### [WHAT TO WORK ON]
Make an exact copy of every entry, from the first line to the last.
*** Opening of DATASET CONTENT ***
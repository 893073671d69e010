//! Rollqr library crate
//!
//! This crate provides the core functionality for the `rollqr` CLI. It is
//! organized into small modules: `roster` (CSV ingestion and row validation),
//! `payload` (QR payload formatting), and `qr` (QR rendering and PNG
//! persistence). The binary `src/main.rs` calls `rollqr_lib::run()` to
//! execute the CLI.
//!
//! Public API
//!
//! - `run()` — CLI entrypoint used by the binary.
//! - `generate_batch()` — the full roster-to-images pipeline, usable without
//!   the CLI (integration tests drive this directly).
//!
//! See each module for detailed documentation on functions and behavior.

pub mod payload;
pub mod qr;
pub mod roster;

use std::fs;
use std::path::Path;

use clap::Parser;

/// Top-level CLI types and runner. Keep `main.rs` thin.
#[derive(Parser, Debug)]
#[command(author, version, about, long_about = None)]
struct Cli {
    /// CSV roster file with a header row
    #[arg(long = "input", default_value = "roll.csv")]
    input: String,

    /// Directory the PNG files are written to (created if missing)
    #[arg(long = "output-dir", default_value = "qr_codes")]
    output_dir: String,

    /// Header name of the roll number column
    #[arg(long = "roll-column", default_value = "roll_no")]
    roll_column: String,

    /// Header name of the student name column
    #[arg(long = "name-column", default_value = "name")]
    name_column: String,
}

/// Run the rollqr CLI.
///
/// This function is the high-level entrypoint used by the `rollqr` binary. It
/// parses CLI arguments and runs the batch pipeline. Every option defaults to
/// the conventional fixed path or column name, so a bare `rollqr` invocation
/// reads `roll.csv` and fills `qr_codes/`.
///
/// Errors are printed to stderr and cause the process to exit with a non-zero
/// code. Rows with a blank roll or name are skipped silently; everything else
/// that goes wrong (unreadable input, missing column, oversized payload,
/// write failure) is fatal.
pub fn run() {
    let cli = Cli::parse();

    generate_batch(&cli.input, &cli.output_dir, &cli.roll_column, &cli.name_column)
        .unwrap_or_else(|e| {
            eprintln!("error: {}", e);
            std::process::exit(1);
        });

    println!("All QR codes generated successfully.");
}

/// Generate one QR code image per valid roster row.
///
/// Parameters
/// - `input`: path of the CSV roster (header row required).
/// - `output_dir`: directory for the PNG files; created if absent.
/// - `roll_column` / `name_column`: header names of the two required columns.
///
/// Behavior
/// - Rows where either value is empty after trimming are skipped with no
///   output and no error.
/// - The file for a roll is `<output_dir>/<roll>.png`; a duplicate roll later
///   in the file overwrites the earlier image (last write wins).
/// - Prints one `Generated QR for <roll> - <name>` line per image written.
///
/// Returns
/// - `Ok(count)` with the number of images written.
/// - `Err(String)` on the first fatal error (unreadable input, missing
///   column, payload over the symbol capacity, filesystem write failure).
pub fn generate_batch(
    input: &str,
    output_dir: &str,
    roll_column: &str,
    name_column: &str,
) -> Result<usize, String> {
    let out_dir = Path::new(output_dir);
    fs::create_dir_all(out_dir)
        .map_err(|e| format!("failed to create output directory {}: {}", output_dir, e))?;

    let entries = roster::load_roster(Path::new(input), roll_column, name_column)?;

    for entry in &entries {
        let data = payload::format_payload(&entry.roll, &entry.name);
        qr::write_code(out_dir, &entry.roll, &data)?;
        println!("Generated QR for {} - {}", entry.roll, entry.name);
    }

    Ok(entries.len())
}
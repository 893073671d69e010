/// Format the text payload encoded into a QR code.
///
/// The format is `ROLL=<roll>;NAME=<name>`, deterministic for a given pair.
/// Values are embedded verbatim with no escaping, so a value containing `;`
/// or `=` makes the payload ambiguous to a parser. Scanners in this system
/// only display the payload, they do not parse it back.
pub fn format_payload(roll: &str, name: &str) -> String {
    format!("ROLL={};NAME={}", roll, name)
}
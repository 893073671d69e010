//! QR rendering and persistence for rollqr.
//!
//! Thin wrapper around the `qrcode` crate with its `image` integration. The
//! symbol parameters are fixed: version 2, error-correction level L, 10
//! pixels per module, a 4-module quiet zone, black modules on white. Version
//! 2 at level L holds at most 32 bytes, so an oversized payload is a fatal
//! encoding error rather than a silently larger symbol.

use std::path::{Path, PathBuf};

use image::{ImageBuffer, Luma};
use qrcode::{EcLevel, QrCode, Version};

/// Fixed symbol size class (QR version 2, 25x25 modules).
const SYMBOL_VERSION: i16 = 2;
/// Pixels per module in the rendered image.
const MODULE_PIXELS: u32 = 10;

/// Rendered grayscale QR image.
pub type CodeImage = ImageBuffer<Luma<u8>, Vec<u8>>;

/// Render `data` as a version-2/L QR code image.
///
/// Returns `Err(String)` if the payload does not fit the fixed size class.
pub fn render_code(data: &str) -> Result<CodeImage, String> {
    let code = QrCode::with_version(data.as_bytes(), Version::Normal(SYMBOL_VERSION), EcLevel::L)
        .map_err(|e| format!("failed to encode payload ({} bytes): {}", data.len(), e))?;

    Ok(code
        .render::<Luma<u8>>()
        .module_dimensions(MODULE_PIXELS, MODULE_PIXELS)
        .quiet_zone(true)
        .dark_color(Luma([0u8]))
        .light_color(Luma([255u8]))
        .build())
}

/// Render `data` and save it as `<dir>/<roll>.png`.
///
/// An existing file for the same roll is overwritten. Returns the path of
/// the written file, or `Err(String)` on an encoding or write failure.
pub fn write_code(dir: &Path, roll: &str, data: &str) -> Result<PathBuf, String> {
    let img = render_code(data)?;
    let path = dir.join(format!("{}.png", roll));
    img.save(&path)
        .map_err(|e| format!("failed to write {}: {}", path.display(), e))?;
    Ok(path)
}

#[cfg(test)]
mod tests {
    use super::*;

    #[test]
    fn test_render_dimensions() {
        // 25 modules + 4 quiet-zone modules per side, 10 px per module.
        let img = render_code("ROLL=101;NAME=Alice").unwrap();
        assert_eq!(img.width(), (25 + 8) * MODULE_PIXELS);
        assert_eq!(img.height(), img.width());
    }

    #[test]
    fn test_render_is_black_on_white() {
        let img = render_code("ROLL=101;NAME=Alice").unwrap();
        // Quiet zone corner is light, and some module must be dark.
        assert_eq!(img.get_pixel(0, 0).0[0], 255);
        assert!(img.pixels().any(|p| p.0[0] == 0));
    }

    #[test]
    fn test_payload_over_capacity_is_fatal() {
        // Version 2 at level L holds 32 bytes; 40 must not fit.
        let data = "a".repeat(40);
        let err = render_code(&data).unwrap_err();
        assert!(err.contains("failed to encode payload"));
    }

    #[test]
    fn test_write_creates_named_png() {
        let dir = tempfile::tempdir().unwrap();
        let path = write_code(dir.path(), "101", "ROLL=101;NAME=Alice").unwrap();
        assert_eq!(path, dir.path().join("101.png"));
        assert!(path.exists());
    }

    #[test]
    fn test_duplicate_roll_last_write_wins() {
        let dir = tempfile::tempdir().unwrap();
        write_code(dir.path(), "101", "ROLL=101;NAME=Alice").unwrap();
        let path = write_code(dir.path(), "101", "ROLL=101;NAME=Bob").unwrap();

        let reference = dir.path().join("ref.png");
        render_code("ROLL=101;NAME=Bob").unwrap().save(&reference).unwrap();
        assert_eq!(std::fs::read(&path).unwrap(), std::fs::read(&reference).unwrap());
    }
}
*** Close of DATASET CONTENT ***
### [RESULT FOR THIS EXERCISE]
repository 893073671d69e010
//! Rollqr library crate
//!
//! This crate provides the core functionality for the `rollqr` CLI. It is
//! organized into small modules: `roster` (CSV ingestion and row validation),
//! `payload` (QR payload formatting), and `qr` (QR rendering and PNG
//! persistence). The binary `src/main.rs` calls `rollqr_lib::run()` to
//! execute the CLI.
//!
//! Public API
//!
//! - `run()` — CLI entrypoint used by the binary.
//! - `generate_batch()` — the full roster-to-images pipeline, usable without
//!   the CLI (integration tests drive this directly).
//!
//! See each module for detailed documentation on functions and behavior.

pub mod payload;
pub mod qr;
pub mod roster;

use std::fs;
use std::path::Path;

use clap::Parser;

/// Top-level CLI types and runner. Keep `main.rs` thin.
#[derive(Parser, Debug)]
#[command(author, version, about, long_about = None)]
struct Cli {
    /// CSV roster file with a header row
    #[arg(long = "input", default_value = "roll.csv")]
    input: String,

    /// Directory the PNG files are written to (created if missing)
    #[arg(long = "output-dir", default_value = "qr_codes")]
    output_dir: String,

    /// Header name of the roll number column
    #[arg(long = "roll-column", default_value = "roll_no")]
    roll_column: String,

    /// Header name of the student name column
    #[arg(long = "name-column", default_value = "name")]
    name_column: String,
}

/// Run the rollqr CLI.
///
/// This function is the high-level entrypoint used by the `rollqr` binary. It
/// parses CLI arguments and runs the batch pipeline. Every option defaults to
/// the conventional fixed path or column name, so a bare `rollqr` invocation
/// reads `roll.csv` and fills `qr_codes/`.
///
/// Errors are printed to stderr and cause the process to exit with a non-zero
/// code. Rows with a blank roll or name are skipped silently; everything else
/// that goes wrong (unreadable input, missing column, oversized payload,
/// write failure) is fatal.
pub fn run() {
    let cli = Cli::parse();

    generate_batch(&cli.input, &cli.output_dir, &cli.roll_column, &cli.name_column)
        .unwrap_or_else(|e| {
            eprintln!("error: {}", e);
            std::process::exit(1);
        });

    println!("All QR codes generated successfully.");
}

/// Generate one QR code image per valid roster row.
///
/// Parameters
/// - `input`: path of the CSV roster (header row required).
/// - `output_dir`: directory for the PNG files; created if absent.
/// - `roll_column` / `name_column`: header names of the two required columns.
///
/// Behavior
/// - Rows where either value is empty after trimming are skipped with no
///   output and no error.
/// - The file for a roll is `<output_dir>/<roll>.png`; a duplicate roll later
///   in the file overwrites the earlier image (last write wins).
/// - Prints one `Generated QR for <roll> - <name>` line per image written.
///
/// Returns
/// - `Ok(count)` with the number of images written.
/// - `Err(String)` on the first fatal error (unreadable input, missing
///   column, payload over the symbol capacity, filesystem write failure).
pub fn generate_batch(
    input: &str,
    output_dir: &str,
    roll_column: &str,
    name_column: &str,
) -> Result<usize, String> {
    let out_dir = Path::new(output_dir);
    fs::create_dir_all(out_dir)
        .map_err(|e| format!("failed to create output directory {}: {}", output_dir, e))?;

    let entries = roster::load_roster(Path::new(input), roll_column, name_column)?;

    for entry in &entries {
        let data = payload::format_payload(&entry.roll, &entry.name);
        qr::write_code(out_dir, &entry.roll, &data)?;
        println!("Generated QR for {} - {}", entry.roll, entry.name);
    }

    Ok(entries.len())
}
repository 893073671d69e010
/// Format the text payload encoded into a QR code.
///
/// The format is `ROLL=<roll>;NAME=<name>`, deterministic for a given pair.
/// Values are embedded verbatim with no escaping, so a value containing `;`
/// or `=` makes the payload ambiguous to a parser. Scanners in this system
/// only display the payload, they do not parse it back.
pub fn format_payload(roll: &str, name: &str) -> String {
    format!("ROLL={};NAME={}", roll, name)
}
repository 893073671d69e010
//! QR rendering and persistence for rollqr.
//!
//! Thin wrapper around the `qrcode` crate with its `image` integration. The
//! symbol parameters are fixed: version 2, error-correction level L, 10
//! pixels per module, a 4-module quiet zone, black modules on white. Version
//! 2 at level L holds at most 32 bytes, so an oversized payload is a fatal
//! encoding error rather than a silently larger symbol.

use std::path::{Path, PathBuf};

use image::{ImageBuffer, Luma};
use qrcode::{EcLevel, QrCode, Version};

/// Fixed symbol size class (QR version 2, 25x25 modules).
const SYMBOL_VERSION: i16 = 2;
/// Pixels per module in the rendered image.
const MODULE_PIXELS: u32 = 10;

/// Rendered grayscale QR image.
pub type CodeImage = ImageBuffer<Luma<u8>, Vec<u8>>;

/// Render `data` as a version-2/L QR code image.
///
/// Returns `Err(String)` if the payload does not fit the fixed size class.
pub fn render_code(data: &str) -> Result<CodeImage, String> {
    let code = QrCode::with_version(data.as_bytes(), Version::Normal(SYMBOL_VERSION), EcLevel::L)
        .map_err(|e| format!("failed to encode payload ({} bytes): {}", data.len(), e))?;

    Ok(code
        .render::<Luma<u8>>()
        .module_dimensions(MODULE_PIXELS, MODULE_PIXELS)
        .quiet_zone(true)
        .dark_color(Luma([0u8]))
        .light_color(Luma([255u8]))
        .build())
}

/// Render `data` and save it as `<dir>/<roll>.png`.
///
/// An existing file for the same roll is overwritten. Returns the path of
/// the written file, or `Err(String)` on an encoding or write failure.
pub fn write_code(dir: &Path, roll: &str, data: &str) -> Result<PathBuf, String> {
    let img = render_code(data)?;
    let path = dir.join(format!("{}.png", roll));
    img.save(&path)
        .map_err(|e| format!("failed to write {}: {}", path.display(), e))?;
    Ok(path)
}

#[cfg(test)]
mod tests {
    use super::*;

    #[test]
    fn test_render_dimensions() {
        // 25 modules + 4 quiet-zone modules per side, 10 px per module.
        let img = render_code("ROLL=101;NAME=Alice").unwrap();
        assert_eq!(img.width(), (25 + 8) * MODULE_PIXELS);
        assert_eq!(img.height(), img.width());
    }

    #[test]
    fn test_render_is_black_on_white() {
        let img = render_code("ROLL=101;NAME=Alice").unwrap();
        // Quiet zone corner is light, and some module must be dark.
        assert_eq!(img.get_pixel(0, 0).0[0], 255);
        assert!(img.pixels().any(|p| p.0[0] == 0));
    }

    #[test]
    fn test_payload_over_capacity_is_fatal() {
        // Version 2 at level L holds 32 bytes; 40 must not fit.
        let data = "a".repeat(40);
        let err = render_code(&data).unwrap_err();
        assert!(err.contains("failed to encode payload"));
    }

    #[test]
    fn test_write_creates_named_png() {
        let dir = tempfile::tempdir().unwrap();
        let path = write_code(dir.path(), "101", "ROLL=101;NAME=Alice").unwrap();
        assert_eq!(path, dir.path().join("101.png"));
        assert!(path.exists());
    }

    #[test]
    fn test_duplicate_roll_last_write_wins() {
        let dir = tempfile::tempdir().unwrap();
        write_code(dir.path(), "101", "ROLL=101;NAME=Alice").unwrap();
        let path = write_code(dir.path(), "101", "ROLL=101;NAME=Bob").unwrap();

        let reference = dir.path().join("ref.png");
        render_code("ROLL=101;NAME=Bob").unwrap().save(&reference).unwrap();
        assert_eq!(std::fs::read(&path).unwrap(), std::fs::read(&reference).unwrap());
    }
}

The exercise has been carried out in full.